Justement, alors qu'on pouvait craindre le pire, la première séquence rassure. L'ouverture du film, en plus d'être plutôt percutante (et de proposer un prologue intéressant à l'histoire), est réalisée avec beaucoup d'allure (bien que le montage soit parfois un peu trop haché à mon goût). Ethan Hawke campe le personnage de Napoléon avec toute la folie nécessaire ; et le plan qui commence derrière son dos et s'achève face au mirroir est d'une beauté imparable. Et puis malheureusement, le soufflet retombe aussi sec. Car si Jean-François Richet calme globalement l'aspect épileptique de sa mise en scène, les scènes d'action seront toujours filmées de façon aussi approximative et surdécoupée
; cassant du coup toute l'efficacité de celles-ci. Néanmoins, quand le cinéaste abandonne un peu cette réalisation "jump cut" à la Michael Bay, il parvient à nous surprendre (tout comme celui à qui on doit Transformers d'ailleurs) grâce à de belles fulgurances graphiques (à l'instar de cette exécution à bout portant aussi inattendue que radicale). Et c'est d'ailleurs bien ce qui fâche le plus, car on sent bien que Jean-François Richet dispose d'un savoir-faire certain pour créer une ambiance. On dirait juste que son ambition a été bridée par le studio. Au style épurée et expérimental du huis clos de Carpenter se substitue ainsi une photographie soignée d'une belle densité métallique qui (si on excepte donc cet effarant montage des scènes d'action) a le bon goût d'éviter les effets visuels appuyés, mais (à l'instar de Francis Lawrence avec son Je suis en Légende) si l'emballage est globalement satisfaisant, ce n'est pas du tout le cas du contenu.

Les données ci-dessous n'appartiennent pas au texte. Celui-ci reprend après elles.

//! Example consumer: a separate Rust project that mounts tabla-crud under its own prefix.
//!
//! Run from repo root: `cargo run -p example-consumer`
//! Requires `DB_PROVIDER` and the matching connection string, e.g.
//! `DB_PROVIDER=postgres DB_POSTGRES=postgres://localhost/tienda`.

use axum::{routing::get, Router};
use std::sync::Arc;
use tabla_crud::{
    common_routes_with_ready, entity_routes, load_env_files, AppState, BcryptHasher, Connection, Settings,
};
use tokio::net::TcpListener;

#[tokio::main]
async fn main() -> Result<(), Box<dyn std::error::Error>> {
    load_env_files();
    tracing_subscriber::fmt()
        .with_env_filter(
            tracing_subscriber::EnvFilter::try_from_default_env()
                .unwrap_or_else(|_| tracing_subscriber::EnvFilter::new("tabla_crud=info,example_consumer=info")),
        )
        .init();

    let settings = Settings::from_env()?;
    let connection = Connection::connect(&settings).await?;
    let state = AppState::new(
        settings.provider,
        Arc::new(connection),
        Arc::new(BcryptHasher::default()),
        settings.max_limit,
        settings.environment.clone(),
    );

    let app = Router::new()
        .route("/hola", get(|| async { "hola" }))
        .merge(common_routes_with_ready(state.clone()))
        .nest("/datos", entity_routes(state));

    let listener = TcpListener::bind("127.0.0.1:3000").await?;
    let port = listener.local_addr()?.port();
    tracing::info!("Example consumer listening on http://127.0.0.1:{}", port);
    axum::serve(listener, app).await?;
    Ok(())
}
//! CrudService: repository calls plus field hashing on write and credential checks.

use super::factory::RepositoryFactory;
use super::hasher::PasswordHasher;
use crate::config::Provider;
use crate::error::AppError;
use crate::table::{Filter, Record, TableRef};
use serde_json::Value;
use std::sync::Arc;

/// Inputs of a credential check. Field names pick the columns; values are the user's input.
#[derive(Clone, Debug, Default)]
pub struct Credentials {
    pub user_field: String,
    pub password_field: String,
    pub user_value: String,
    pub password: String,
}

pub struct CrudService {
    factory: RepositoryFactory,
    hasher: Arc<dyn PasswordHasher>,
}

impl CrudService {
    pub fn new(factory: RepositoryFactory, hasher: Arc<dyn PasswordHasher>) -> Self {
        CrudService { factory, hasher }
    }

    pub fn provider(&self) -> Provider {
        self.factory.provider()
    }

    pub async fn list(&self, table: &TableRef, limit: Option<u32>) -> Result<Vec<Record>, AppError> {
        self.factory.repository().list(table, limit).await
    }

    pub async fn find_by_key(&self, table: &TableRef, filter: &Filter) -> Result<Record, AppError> {
        self.factory.repository().find_by_key(table, filter).await
    }

    /// Validate, hash the named fields, then insert.
    pub async fn create(&self, table: &TableRef, mut record: Record, hash_fields: &[String]) -> Result<Record, AppError> {
        let repo = self.factory.repository();
        if !hash_fields.is_empty() {
            repo.validate_payload(table, &record).await?;
            self.hash_fields(&mut record, hash_fields).await?;
        }
        repo.create(table, record).await
    }

    /// Validate, hash the named fields, then apply a partial update.
    pub async fn update(
        &self,
        table: &TableRef,
        filter: &Filter,
        mut record: Record,
        hash_fields: &[String],
    ) -> Result<u64, AppError> {
        let repo = self.factory.repository();
        if !hash_fields.is_empty() {
            repo.validate_payload(table, &record).await?;
            self.hash_fields(&mut record, hash_fields).await?;
        }
        repo.update(table, filter, &record).await
    }

    pub async fn delete(&self, table: &TableRef, filter: &Filter) -> Result<u64, AppError> {
        self.factory.repository().delete(table, filter).await
    }

    /// Look the user up by `user_field = user_value` and check `password` against the stored hash.
    /// An absent user is NotFound; a missing, empty or malformed stored hash is `false`.
    /// All four inputs are required.
    pub async fn verify_credentials(&self, table: &TableRef, creds: &Credentials) -> Result<bool, AppError> {
        for (name, value) in [
            ("campo_usuario", &creds.user_field),
            ("campo_contrasena", &creds.password_field),
            ("valor_usuario", &creds.user_value),
            ("valor_contrasena", &creds.password),
        ] {
            if value.trim().is_empty() {
                return Err(AppError::Validation(format!("{} is required", name)));
            }
        }
        let repo = self.factory.repository();
        let columns = repo.columns(table).await?;
        if !columns.contains(&creds.password_field) {
            return Err(AppError::Validation(format!(
                "unknown column '{}' for '{}'",
                creds.password_field,
                table.display_name()
            )));
        }
        let filter = Filter::new(creds.user_field.as_str(), creds.user_value.as_str());
        let row = repo.find_by_key(table, &filter).await?;
        let stored = match row.get(&creds.password_field) {
            Some(Value::String(s)) if !s.is_empty() => s,
            _ => return Ok(false),
        };
        self.hasher.verify(&creds.password, stored).await
    }

    /// Replace matching fields (case-insensitive) with their hash. Null and empty values stay as they are.
    async fn hash_fields(&self, record: &mut Record, fields: &[String]) -> Result<(), AppError> {
        if fields.is_empty() {
            return Ok(());
        }
        let wanted: Vec<String> = fields.iter().map(|f| f.to_lowercase()).collect();
        for (name, value) in record.iter_mut() {
            if !wanted.contains(&name.to_lowercase()) {
                continue;
            }
            let plaintext = match &*value {
                Value::Null => continue,
                Value::String(s) if s.is_empty() => continue,
                Value::String(s) => s.clone(),
                other => other.to_string(),
            };
            tracing::debug!(field = %name, "hashing field");
            *value = Value::String(self.hasher.hash(&plaintext).await?);
        }
        Ok(())
    }
}

/// Split a comma-separated field list such as `campos_encriptar=contrasena,pin`.
pub fn parse_field_list(raw: Option<&str>) -> Vec<String> {
    raw.map(|s| {
        s.split(',')
            .map(str::trim)
            .filter(|f| !f.is_empty())
            .map(String::from)
            .collect()
    })
    .unwrap_or_default()
}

Cherchant visiblement à rendre crédible aujourd'hui le postulat du film de Carpenter (l'intrigue ne se déroulant plus dans les années 1970 et les progrès de la technologie ayant été quelque peu fulgurants), Richet lui ajoute un élément climatique tout droit emprunté un autre classique du maître (The Thing) et censé expliquer cet improbable isolement du Central 13. Sauf que, là où Carpenter brouillait les pistes en jouant brillamment sur le côté "fantastique" de son huis-clos, Richet élude totalement cet aspect au profit d'une intrigue qui vire au film d'action rationnel. On est alors plus proche d'un S.W.A.T. malhabile (déjà que le film n'était pas spécialement mémorable...) que d'un soi-disant remake d'
Assaut. Et, du coup, on a "légèrement" plus de mal à croire que personne ne remarque cette attaque, et encore plus à comprendre pourquoi les assaillants ne détruisent pas purement et simplement le Central. Avec toutes les ressources techniques et financières dont ils semblent disposer, et étant donné qu'ils ne font visiblement pas dans la dentelle, cette assaut minable, arme au poing, est décidément très peu crédible ; alors que cette économie de moyens tombait  presque sous le sens dans le film de Carpenter (où les assaillants n'étaient que d'anonymes membres d'un gang de rue).

http://a69.g.akamai.net/n/69/10688/v1/img5.allocine.fr/acmedia/rsz/434/x/x/x/medias/nmedia/18/35/51/20/18823785.jpgLe viel homme et l'amer... (pardon)

D'ailleurs, et c'est peut-être l'idée la plus maladroite du film de Richet, le fait d'avoir donner un "visage" à cette horde sauvage désamorce complètement la tension d'Assaut sur le Central 13.
Ainsi, à l'invisible menace omniprésente et impalpable du film de Carpenter succède ici une poignée flics ripoux sur lesquels Richet s'attardent trop et dont les motivations longuement expliquées par ce dernier sont assez ridicules (surtout au regard de ces abracadabrantesques représailles). Malheureusement donc, cette quête de réalisme (peu convaincante qui plus est) d'Assaut sur le Central 13 se fait au détriment de l'efficacité et de l'angoisse. Alors que la force de Carpenter était justement de parvenir à cet équilibre grâce à son atmosphère oppressante et à cette incompréhension mystérieuse de l'assaut, un assaut aux frontière du fantatisque en somme (ce qu'avait parfaitement su retranscrire Nid de guêpes qui plus est). Du coup, le suspense en pâtit grandement et le film de Richet s'apparente alors davantage à un thriller manquant d'amplitude et aux enjeux assez limités de fait (en gros : deviner qui sera le prochain à y passer et attendre patiemment que la prévisible conclusion arrive). C'est peu. Surtout que, en plus d'être attendu, le résultat est bien trop conventionnel pour surprendre (l'intrigue se devine jusqu'au moindre rebondissement et les traîtrises se détectent quasi instantanément).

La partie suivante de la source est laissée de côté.